▼
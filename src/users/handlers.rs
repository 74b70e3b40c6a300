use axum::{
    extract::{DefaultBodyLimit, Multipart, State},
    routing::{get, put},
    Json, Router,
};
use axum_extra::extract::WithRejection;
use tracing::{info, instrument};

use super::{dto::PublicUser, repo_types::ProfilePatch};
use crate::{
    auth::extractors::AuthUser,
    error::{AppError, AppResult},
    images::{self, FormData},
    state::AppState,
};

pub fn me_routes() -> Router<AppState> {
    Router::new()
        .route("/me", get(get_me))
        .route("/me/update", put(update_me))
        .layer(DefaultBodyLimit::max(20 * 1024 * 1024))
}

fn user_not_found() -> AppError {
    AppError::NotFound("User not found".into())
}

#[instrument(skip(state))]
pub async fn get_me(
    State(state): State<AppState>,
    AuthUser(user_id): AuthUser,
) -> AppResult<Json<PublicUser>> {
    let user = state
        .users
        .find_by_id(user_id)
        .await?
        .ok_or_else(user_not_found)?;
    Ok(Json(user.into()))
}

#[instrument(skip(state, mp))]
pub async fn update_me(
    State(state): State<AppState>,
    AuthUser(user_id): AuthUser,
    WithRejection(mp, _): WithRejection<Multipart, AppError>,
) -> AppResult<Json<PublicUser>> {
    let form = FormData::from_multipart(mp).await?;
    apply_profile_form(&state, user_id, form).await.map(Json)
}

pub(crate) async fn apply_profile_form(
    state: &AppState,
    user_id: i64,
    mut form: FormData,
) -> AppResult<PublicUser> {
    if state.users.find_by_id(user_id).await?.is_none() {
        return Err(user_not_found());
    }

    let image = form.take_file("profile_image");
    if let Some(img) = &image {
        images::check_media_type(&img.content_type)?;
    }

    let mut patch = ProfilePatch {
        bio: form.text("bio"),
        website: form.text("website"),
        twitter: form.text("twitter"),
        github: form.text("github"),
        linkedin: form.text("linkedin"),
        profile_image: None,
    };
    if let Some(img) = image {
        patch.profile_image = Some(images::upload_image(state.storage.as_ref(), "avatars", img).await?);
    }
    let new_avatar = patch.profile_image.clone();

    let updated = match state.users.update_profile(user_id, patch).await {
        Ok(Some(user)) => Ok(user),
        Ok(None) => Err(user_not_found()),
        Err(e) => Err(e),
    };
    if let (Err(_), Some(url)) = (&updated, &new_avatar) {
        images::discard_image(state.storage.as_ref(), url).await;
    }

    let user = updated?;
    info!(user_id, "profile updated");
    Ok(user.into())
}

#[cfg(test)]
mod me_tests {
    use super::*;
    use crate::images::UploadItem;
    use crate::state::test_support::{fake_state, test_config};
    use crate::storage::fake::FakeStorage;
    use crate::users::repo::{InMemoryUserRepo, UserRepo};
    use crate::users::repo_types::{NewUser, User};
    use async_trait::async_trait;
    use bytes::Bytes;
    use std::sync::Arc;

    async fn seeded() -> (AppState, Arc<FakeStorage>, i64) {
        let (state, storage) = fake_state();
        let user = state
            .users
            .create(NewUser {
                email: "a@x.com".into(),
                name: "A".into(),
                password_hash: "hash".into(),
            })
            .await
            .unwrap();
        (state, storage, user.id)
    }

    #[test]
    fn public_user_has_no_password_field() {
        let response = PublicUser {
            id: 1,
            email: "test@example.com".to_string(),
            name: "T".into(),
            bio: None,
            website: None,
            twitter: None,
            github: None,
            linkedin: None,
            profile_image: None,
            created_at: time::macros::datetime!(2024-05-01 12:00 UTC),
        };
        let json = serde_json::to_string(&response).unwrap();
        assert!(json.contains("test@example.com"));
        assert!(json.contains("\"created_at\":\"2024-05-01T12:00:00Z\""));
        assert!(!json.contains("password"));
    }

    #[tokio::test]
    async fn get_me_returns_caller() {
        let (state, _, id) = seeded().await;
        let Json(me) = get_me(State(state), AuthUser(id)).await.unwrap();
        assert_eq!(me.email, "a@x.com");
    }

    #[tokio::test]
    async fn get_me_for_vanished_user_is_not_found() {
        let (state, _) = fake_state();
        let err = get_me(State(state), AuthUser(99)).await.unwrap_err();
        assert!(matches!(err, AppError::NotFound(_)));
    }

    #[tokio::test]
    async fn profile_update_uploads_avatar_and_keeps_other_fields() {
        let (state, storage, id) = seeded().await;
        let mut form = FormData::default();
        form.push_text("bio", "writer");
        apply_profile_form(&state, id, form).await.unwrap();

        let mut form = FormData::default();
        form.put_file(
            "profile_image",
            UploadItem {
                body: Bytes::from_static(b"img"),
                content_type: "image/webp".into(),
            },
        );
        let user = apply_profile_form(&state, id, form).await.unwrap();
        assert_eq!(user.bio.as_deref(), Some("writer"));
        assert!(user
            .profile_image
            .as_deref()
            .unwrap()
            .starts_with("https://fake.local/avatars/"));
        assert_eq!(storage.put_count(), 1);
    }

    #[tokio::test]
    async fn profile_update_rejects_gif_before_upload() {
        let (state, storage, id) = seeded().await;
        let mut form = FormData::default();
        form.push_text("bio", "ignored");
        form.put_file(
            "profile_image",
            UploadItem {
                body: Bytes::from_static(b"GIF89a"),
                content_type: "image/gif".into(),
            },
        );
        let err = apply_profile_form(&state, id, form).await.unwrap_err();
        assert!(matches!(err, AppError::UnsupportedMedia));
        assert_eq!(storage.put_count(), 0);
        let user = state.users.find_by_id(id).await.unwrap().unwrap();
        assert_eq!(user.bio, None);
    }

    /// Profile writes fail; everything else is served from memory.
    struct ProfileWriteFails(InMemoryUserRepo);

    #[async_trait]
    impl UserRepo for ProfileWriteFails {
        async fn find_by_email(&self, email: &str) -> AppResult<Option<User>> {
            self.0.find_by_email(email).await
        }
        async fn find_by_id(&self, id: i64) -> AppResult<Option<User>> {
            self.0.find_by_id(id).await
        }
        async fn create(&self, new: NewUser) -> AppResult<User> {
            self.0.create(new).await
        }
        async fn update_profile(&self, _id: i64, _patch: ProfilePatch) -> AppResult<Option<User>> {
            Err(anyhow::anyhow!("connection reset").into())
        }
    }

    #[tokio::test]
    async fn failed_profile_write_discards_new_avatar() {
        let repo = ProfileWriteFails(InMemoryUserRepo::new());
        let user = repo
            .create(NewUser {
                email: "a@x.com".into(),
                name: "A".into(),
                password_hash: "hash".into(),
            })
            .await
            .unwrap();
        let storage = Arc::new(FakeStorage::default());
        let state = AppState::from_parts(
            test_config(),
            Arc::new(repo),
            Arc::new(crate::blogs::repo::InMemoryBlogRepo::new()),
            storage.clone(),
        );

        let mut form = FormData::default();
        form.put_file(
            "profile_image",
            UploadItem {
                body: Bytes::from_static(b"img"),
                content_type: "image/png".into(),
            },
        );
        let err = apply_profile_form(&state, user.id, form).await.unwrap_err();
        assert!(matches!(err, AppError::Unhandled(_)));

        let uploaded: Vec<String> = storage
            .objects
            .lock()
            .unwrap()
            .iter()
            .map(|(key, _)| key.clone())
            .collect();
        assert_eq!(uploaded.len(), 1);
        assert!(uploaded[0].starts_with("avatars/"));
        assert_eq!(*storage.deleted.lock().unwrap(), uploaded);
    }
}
▲
All of the records above must be reproduced exactly.

__PROBLEM SOLUTION__:
filename src/users/handlers.rs
repository 74b70e3b40c6a300
use axum::{
    extract::{DefaultBodyLimit, Multipart, State},
    routing::{get, put},
    Json, Router,
};
use axum_extra::extract::WithRejection;
use tracing::{info, instrument};

use super::{dto::PublicUser, repo_types::ProfilePatch};
use crate::{
    auth::extractors::AuthUser,
    error::{AppError, AppResult},
    images::{self, FormData},
    state::AppState,
};

pub fn me_routes() -> Router<AppState> {
    Router::new()
        .route("/me", get(get_me))
        .route("/me/update", put(update_me))
        .layer(DefaultBodyLimit::max(20 * 1024 * 1024))
}

fn user_not_found() -> AppError {
    AppError::NotFound("User not found".into())
}

#[instrument(skip(state))]
pub async fn get_me(
    State(state): State<AppState>,
    AuthUser(user_id): AuthUser,
) -> AppResult<Json<PublicUser>> {
    let user = state
        .users
        .find_by_id(user_id)
        .await?
        .ok_or_else(user_not_found)?;
    Ok(Json(user.into()))
}

#[instrument(skip(state, mp))]
pub async fn update_me(
    State(state): State<AppState>,
    AuthUser(user_id): AuthUser,
    WithRejection(mp, _): WithRejection<Multipart, AppError>,
) -> AppResult<Json<PublicUser>> {
    let form = FormData::from_multipart(mp).await?;
    apply_profile_form(&state, user_id, form).await.map(Json)
}

pub(crate) async fn apply_profile_form(
    state: &AppState,
    user_id: i64,
    mut form: FormData,
) -> AppResult<PublicUser> {
    if state.users.find_by_id(user_id).await?.is_none() {
        return Err(user_not_found());
    }

    let image = form.take_file("profile_image");
    if let Some(img) = &image {
        images::check_media_type(&img.content_type)?;
    }

    let mut patch = ProfilePatch {
        bio: form.text("bio"),
        website: form.text("website"),
        twitter: form.text("twitter"),
        github: form.text("github"),
        linkedin: form.text("linkedin"),
        profile_image: None,
    };
    if let Some(img) = image {
        patch.profile_image = Some(images::upload_image(state.storage.as_ref(), "avatars", img).await?);
    }
    let new_avatar = patch.profile_image.clone();

    let updated = match state.users.update_profile(user_id, patch).await {
        Ok(Some(user)) => Ok(user),
        Ok(None) => Err(user_not_found()),
        Err(e) => Err(e),
    };
    if let (Err(_), Some(url)) = (&updated, &new_avatar) {
        images::discard_image(state.storage.as_ref(), url).await;
    }

    let user = updated?;
    info!(user_id, "profile updated");
    Ok(user.into())
}

#[cfg(test)]
mod me_tests {
    use super::*;
    use crate::images::UploadItem;
    use crate::state::test_support::{fake_state, test_config};
    use crate::storage::fake::FakeStorage;
    use crate::users::repo::{InMemoryUserRepo, UserRepo};
    use crate::users::repo_types::{NewUser, User};
    use async_trait::async_trait;
    use bytes::Bytes;
    use std::sync::Arc;

    async fn seeded() -> (AppState, Arc<FakeStorage>, i64) {
        let (state, storage) = fake_state();
        let user = state
            .users
            .create(NewUser {
                email: "a@x.com".into(),
                name: "A".into(),
                password_hash: "hash".into(),
            })
            .await
            .unwrap();
        (state, storage, user.id)
    }

    #[test]
    fn public_user_has_no_password_field() {
        let response = PublicUser {
            id: 1,
            email: "test@example.com".to_string(),
            name: "T".into(),
            bio: None,
            website: None,
            twitter: None,
            github: None,
            linkedin: None,
            profile_image: None,
            created_at: time::macros::datetime!(2024-05-01 12:00 UTC),
        };
        let json = serde_json::to_string(&response).unwrap();
        assert!(json.contains("test@example.com"));
        assert!(json.contains("\"created_at\":\"2024-05-01T12:00:00Z\""));
        assert!(!json.contains("password"));
    }

    #[tokio::test]
    async fn get_me_returns_caller() {
        let (state, _, id) = seeded().await;
        let Json(me) = get_me(State(state), AuthUser(id)).await.unwrap();
        assert_eq!(me.email, "a@x.com");
    }

    #[tokio::test]
    async fn get_me_for_vanished_user_is_not_found() {
        let (state, _) = fake_state();
        let err = get_me(State(state), AuthUser(99)).await.unwrap_err();
        assert!(matches!(err, AppError::NotFound(_)));
    }

    #[tokio::test]
    async fn profile_update_uploads_avatar_and_keeps_other_fields() {
        let (state, storage, id) = seeded().await;
        let mut form = FormData::default();
        form.push_text("bio", "writer");
        apply_profile_form(&state, id, form).await.unwrap();

        let mut form = FormData::default();
        form.put_file(
            "profile_image",
            UploadItem {
                body: Bytes::from_static(b"img"),
                content_type: "image/webp".into(),
            },
        );
        let user = apply_profile_form(&state, id, form).await.unwrap();
        assert_eq!(user.bio.as_deref(), Some("writer"));
        assert!(user
            .profile_image
            .as_deref()
            .unwrap()
            .starts_with("https://fake.local/avatars/"));
        assert_eq!(storage.put_count(), 1);
    }

    #[tokio::test]
    async fn profile_update_rejects_gif_before_upload() {
        let (state, storage, id) = seeded().await;
        let mut form = FormData::default();
        form.push_text("bio", "ignored");
        form.put_file(
            "profile_image",
            UploadItem {
                body: Bytes::from_static(b"GIF89a"),
                content_type: "image/gif".into(),
            },
        );
        let err = apply_profile_form(&state, id, form).await.unwrap_err();
        assert!(matches!(err, AppError::UnsupportedMedia));
        assert_eq!(storage.put_count(), 0);
        let user = state.users.find_by_id(id).await.unwrap().unwrap();
        assert_eq!(user.bio, None);
    }

    /// Profile writes fail; everything else is served from memory.
    struct ProfileWriteFails(InMemoryUserRepo);

    #[async_trait]
    impl UserRepo for ProfileWriteFails {
        async fn find_by_email(&self, email: &str) -> AppResult<Option<User>> {
            self.0.find_by_email(email).await
        }
        async fn find_by_id(&self, id: i64) -> AppResult<Option<User>> {
            self.0.find_by_id(id).await
        }
        async fn create(&self, new: NewUser) -> AppResult<User> {
            self.0.create(new).await
        }
        async fn update_profile(&self, _id: i64, _patch: ProfilePatch) -> AppResult<Option<User>> {
            Err(anyhow::anyhow!("connection reset").into())
        }
    }

    #[tokio::test]
    async fn failed_profile_write_discards_new_avatar() {
        let repo = ProfileWriteFails(InMemoryUserRepo::new());
        let user = repo
            .create(NewUser {
                email: "a@x.com".into(),
                name: "A".into(),
                password_hash: "hash".into(),
            })
            .await
            .unwrap();
        let storage = Arc::new(FakeStorage::default());
        let state = AppState::from_parts(
            test_config(),
            Arc::new(repo),
            Arc::new(crate::blogs::repo::InMemoryBlogRepo::new()),
            storage.clone(),
        );

        let mut form = FormData::default();
        form.put_file(
            "profile_image",
            UploadItem {
                body: Bytes::from_static(b"img"),
                content_type: "image/png".into(),
            },
        );
        let err = apply_profile_form(&state, user.id, form).await.unwrap_err();
        assert!(matches!(err, AppError::Unhandled(_)));

        let uploaded: Vec<String> = storage
            .objects
            .lock()
            .unwrap()
            .iter()
            .map(|(key, _)| key.clone())
            .collect();
        assert_eq!(uploaded.len(), 1);
        assert!(uploaded[0].starts_with("avatars/"));
        assert_eq!(*storage.deleted.lock().unwrap(), uploaded);
    }
}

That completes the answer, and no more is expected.